From Semi to Fully Bullish
RLT Newsletter 4.26.26
Markets crushed higher this week, with QQQ starting to break away from SPY, just like we saw in October 1999, which is the SPY analog I’ve been tracking since early April. I don’t think we get the same kind of blowout, bubble-style outperformance from QQQ that we saw back then, but it’s absolutely worth noting the similarities between these two periods.
SPY Daily Chart
The big story right now is semiconductors.
We’ve seen SOXX and SMH absolutely rip higher throughout April, with SOXX not printing a single red day all month. I went back and studied what tends to happen after these kinds of runs, and interestingly, it lines up almost perfectly with what SLV did at its top, which set up one of the best shorts I’ve ever taken.
The pattern is pretty consistent. SOXX pushes into extreme overbought territory, usually an RSI of 80 to 85, then pulls back slightly into the 10 or 20 EMA, followed by one more push to a marginal new high with RSI divergence. That final push marks the short-term top, and from there SOXX typically corrects back toward the 100-day SMA.
Here are the historical examples where this played out:
January 2011 - 5% extension after RSI peak, 24 candles until final high
July 2014 - 2% extension after RSI peak, 20 candles until top
November 2017 - 2% extension after RSI peak, 12 candles until top
January 2021 - 6% extension after RSI peak, 21 candles until top
November 2021 - 6% extension after RSI peak, 33 candles until top
October 2025 - 7% extension after RSI peak, 17 candles until top
SOXX Daily Chart
Shorting this kind of strength is tricky and often not a great idea. Just look at SNDK as a reminder of why it usually pays to trade with the trend, not against it.
That said, I know people are going to try, myself included, so this data can at least help with timing. Being even a few days early on parabolic moves like SLV or CAR can lead to significant losses, which makes risk management and disciplined stops critical.
My plan is to wait for the first dip so I can get a clearer signal that the RSI high is likely in. From there, I’ll be watching for one more push into new all-time highs to look for a short entry.
If history plays out again, keeping stops around 8% above the RSI high and allowing 30+ days for the setup to work should help keep me in the trade without getting shaken out too early.
I don’t view this semiconductor run as a bubble. There are real fundamentals underneath it, even if some of them are questionable or involve circular financing. To me, this is froth in an otherwise very strong and necessary part of the market. That froth will get cleaned up eventually through a correction, but it can persist much longer than most expect.
At the end of the day, I follow price. One of the biggest drivers behind Friday’s move in semis was INTC. The “dead” chip company that everyone had written off is suddenly back in play. The takeaway there is simple: don’t fade America.
The INTC chart is extremely interesting right now. It just printed a bullish high-wave candle after a 24% gap higher, following a 380% run back to new all-time highs in less than a year. With price now gapping above those highs, the key question becomes: what kind of gap is this?

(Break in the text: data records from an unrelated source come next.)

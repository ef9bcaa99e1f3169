use thiserror::Error;

/// Configuration faults detected at startup.
#[derive(Debug, Error)]
pub enum ConfigError {
    #[error("{0} must be set")]
    Missing(&'static str),

    #[error("{var} is not a valid URL: {reason}")]
    InvalidUrl { var: &'static str, reason: String },
}

/// Failures of the visitor storage backing a session.
#[derive(Debug, Error)]
pub enum SessionError {
    #[error("session store unavailable: {0}")]
    Store(String),

    #[error("malformed session record under {key}: {source}")]
    Record {
        key: String,
        #[source]
        source: serde_json::Error,
    },
}

/// Errors raised while talking to the identity provider or finishing a sign-in.
#[derive(Debug, Error)]
pub enum AuthError {
    #[error("network error: {0}")]
    Network(String),

    #[error("token exchange failed: {0}")]
    TokenExchange(String),

    #[error("invalid id token: {0}")]
    InvalidToken(String),

    #[error("no matching state found in storage")]
    UnknownState,

    #[error("identity provider returned {error}: {description}")]
    Provider { error: String, description: String },

    #[error(transparent)]
    Session(#[from] SessionError),
}

impl From<reqwest::Error> for AuthError {
    fn from(e: reqwest::Error) -> Self {
        AuthError::Network(e.to_string())
    }
}

impl From<jsonwebtoken::errors::Error> for AuthError {
    fn from(e: jsonwebtoken::errors::Error) -> Self {
        AuthError::InvalidToken(e.to_string())
    }
}
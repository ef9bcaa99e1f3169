use portfolio_site::{
    MemorySessionStore,
    session::{SessionStore, StorageScope},
};
use std::time::Duration;

async fn touch(store: &MemorySessionStore, sid: &str) {
    store
        .set(sid, StorageScope::Session, "k", "v".to_string())
        .await
        .unwrap();
}

async fn has(store: &MemorySessionStore, sid: &str) -> bool {
    store
        .get(sid, StorageScope::Session, "k")
        .await
        .unwrap()
        .is_some()
}

#[tokio::test]
async fn test_cookieless_traffic_cannot_grow_store_past_limit() {
    let store = MemorySessionStore::with_limits(Duration::from_secs(3600), 4);

    for i in 0..10 {
        touch(&store, &format!("visitor-{i}")).await;
    }

    assert!(store.bucket_count().await <= 4);
    assert!(has(&store, "visitor-9").await);
    assert!(!has(&store, "visitor-0").await);
}

#[tokio::test]
async fn test_recently_read_bucket_survives_eviction() {
    let store = MemorySessionStore::with_limits(Duration::from_secs(3600), 2);
    touch(&store, "regular").await;
    tokio::time::sleep(Duration::from_millis(5)).await;
    touch(&store, "passer-by").await;
    tokio::time::sleep(Duration::from_millis(5)).await;
    assert!(has(&store, "regular").await);
    tokio::time::sleep(Duration::from_millis(5)).await;

    touch(&store, "newcomer").await;

    assert!(has(&store, "regular").await);
    assert!(has(&store, "newcomer").await);
    assert!(!has(&store, "passer-by").await);
}

#[tokio::test]
async fn test_idle_buckets_expire() {
    let store = MemorySessionStore::with_limits(Duration::ZERO, 100);
    touch(&store, "a").await;

    touch(&store, "b").await;

    assert!(!has(&store, "a").await);
    assert!(has(&store, "b").await);
    assert_eq!(store.bucket_count().await, 1);
}

#[tokio::test]
async fn test_emptied_bucket_is_released() {
    let store = MemorySessionStore::new();
    touch(&store, "a").await;
    store
        .set("a", StorageScope::Durable, "theme", "dark".to_string())
        .await
        .unwrap();
    assert_eq!(store.bucket_count().await, 2);

    store.remove("a", StorageScope::Session, "k").await.unwrap();

    assert_eq!(store.bucket_count().await, 1);
    assert_eq!(
        store
            .get("a", StorageScope::Durable, "theme")
            .await
            .unwrap()
            .as_deref(),
        Some("dark")
    );
}
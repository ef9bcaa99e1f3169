use async_trait::async_trait;
use std::collections::HashMap;
use std::sync::Arc;
use std::time::{Duration, Instant};
use tokio::sync::RwLock;

use crate::error::SessionError;

/// StorageScope
///
/// Lifetime class of a visitor-storage entry. `Durable` entries survive a
/// sign-out unless explicitly removed, `Session` entries are wiped wholesale.
#[derive(Debug, Clone, Copy, PartialEq, Eq, Hash)]
pub enum StorageScope {
    Durable,
    Session,
}

impl StorageScope {
    pub const ALL: [StorageScope; 2] = [StorageScope::Durable, StorageScope::Session];
}

/// SessionStore
///
/// Per-visitor key/value storage, addressed by the session cookie value. Each
/// visitor owns one bucket per scope.
#[async_trait]
pub trait SessionStore: Send + Sync {
    async fn get(&self, sid: &str, scope: StorageScope, key: &str)
    -> Result<Option<String>, SessionError>;

    async fn set(
        &self,
        sid: &str,
        scope: StorageScope,
        key: &str,
        value: String,
    ) -> Result<(), SessionError>;

    async fn remove(&self, sid: &str, scope: StorageScope, key: &str) -> Result<(), SessionError>;

    async fn keys(&self, sid: &str, scope: StorageScope) -> Result<Vec<String>, SessionError>;

    /// Drops every entry of the bucket.
    async fn clear(&self, sid: &str, scope: StorageScope) -> Result<(), SessionError>;
}

pub type SessionStoreState = Arc<dyn SessionStore>;

/// Buckets untouched for this long are dropped.
pub const DEFAULT_IDLE_TIMEOUT: Duration = Duration::from_secs(24 * 60 * 60);
/// Upper bound on live buckets (two per visitor at most).
pub const DEFAULT_MAX_BUCKETS: usize = 100_000;

type BucketKey = (String, StorageScope);

struct Bucket {
    entries: HashMap<String, String>,
    touched: Instant,
}

/// MemorySessionStore
///
/// Process-local store. Sessions do not survive a restart, which only costs the
/// visitor a fresh sign-in. Idle buckets are evicted, and once `max_buckets`
/// are live the least recently used one makes room for a new visitor, so
/// anonymous traffic cannot grow it without bound.
pub struct MemorySessionStore {
    buckets: RwLock<HashMap<BucketKey, Bucket>>,
    idle_timeout: Duration,
    max_buckets: usize,
}

impl Default for MemorySessionStore {
    fn default() -> Self {
        Self::with_limits(DEFAULT_IDLE_TIMEOUT, DEFAULT_MAX_BUCKETS)
    }
}

impl MemorySessionStore {
    pub fn new() -> Self {
        Self::default()
    }

    pub fn with_limits(idle_timeout: Duration, max_buckets: usize) -> Self {
        Self {
            buckets: RwLock::new(HashMap::new()),
            idle_timeout,
            max_buckets,
        }
    }

    pub async fn bucket_count(&self) -> usize {
        self.buckets.read().await.len()
    }

    fn make_room(&self, buckets: &mut HashMap<BucketKey, Bucket>, now: Instant) {
        buckets.retain(|_, bucket| now.duration_since(bucket.touched) < self.idle_timeout);
        while !buckets.is_empty() && buckets.len() >= self.max_buckets {
            let oldest = buckets
                .iter()
                .min_by_key(|(_, bucket)| bucket.touched)
                .map(|(key, _)| key.clone());
            if let Some(key) = oldest {
                tracing::debug!(sid = %key.0, "evicting least recently used session bucket");
                buckets.remove(&key);
            }
        }
    }
}

#[async_trait]
impl SessionStore for MemorySessionStore {
    async fn get(
        &self,
        sid: &str,
        scope: StorageScope,
        key: &str,
    ) -> Result<Option<String>, SessionError> {
        let mut buckets = self.buckets.write().await;
        Ok(buckets.get_mut(&(sid.to_string(), scope)).and_then(|bucket| {
            bucket.touched = Instant::now();
            bucket.entries.get(key).cloned()
        }))
    }

    async fn set(
        &self,
        sid: &str,
        scope: StorageScope,
        key: &str,
        value: String,
    ) -> Result<(), SessionError> {
        let mut buckets = self.buckets.write().await;
        let now = Instant::now();
        let bucket_key = (sid.to_string(), scope);
        if !buckets.contains_key(&bucket_key) {
            self.make_room(&mut buckets, now);
        }
        let bucket = buckets.entry(bucket_key).or_insert_with(|| Bucket {
            entries: HashMap::new(),
            touched: now,
        });
        bucket.touched = now;
        bucket.entries.insert(key.to_string(), value);
        Ok(())
    }

    async fn remove(&self, sid: &str, scope: StorageScope, key: &str) -> Result<(), SessionError> {
        let mut buckets = self.buckets.write().await;
        let bucket_key = (sid.to_string(), scope);
        if let Some(bucket) = buckets.get_mut(&bucket_key) {
            bucket.entries.remove(key);
            if bucket.entries.is_empty() {
                buckets.remove(&bucket_key);
            }
        }
        Ok(())
    }

    async fn keys(&self, sid: &str, scope: StorageScope) -> Result<Vec<String>, SessionError> {
        let buckets = self.buckets.read().await;
        Ok(buckets
            .get(&(sid.to_string(), scope))
            .map(|bucket| bucket.entries.keys().cloned().collect())
            .unwrap_or_default())
    }

    async fn clear(&self, sid: &str, scope: StorageScope) -> Result<(), SessionError> {
        self.buckets.write().await.remove(&(sid.to_string(), scope));
        Ok(())
    }
}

Is this a breakaway gap like NVDA in May 2023, or an exhaustion gap like ORCL in September 2025? The answer will come from the technicals. If this is a true continuation move, INTC should not fill more than 50% of the gap. Ideally, we see follow-through higher over the next several days or even weeks before any meaningful retest. On the other hand, if price closes back below Friday’s candle, similar to what we saw with ORCL, that would be a major warning sign. Go study those NVDA and ORCL gaps closely. I’ll be watching INTC daily from here.
INTC Daily Chart
Looking ahead, big tech earnings could play a major role in what semis do next. Five Trillion Dollar Titans report this week, with four of them reporting on Wednesday: MSFT, AMZN, GOOGL, and META. AAPL follows on Thursday.
Most of these names will likely beat expectations. The bigger question is guidance. Any signs of slowing capex or reduced spending could weigh on semiconductors. Even with strong earnings, after a 20% run in April, the risk/reward in big tech isn’t particularly attractive at these levels.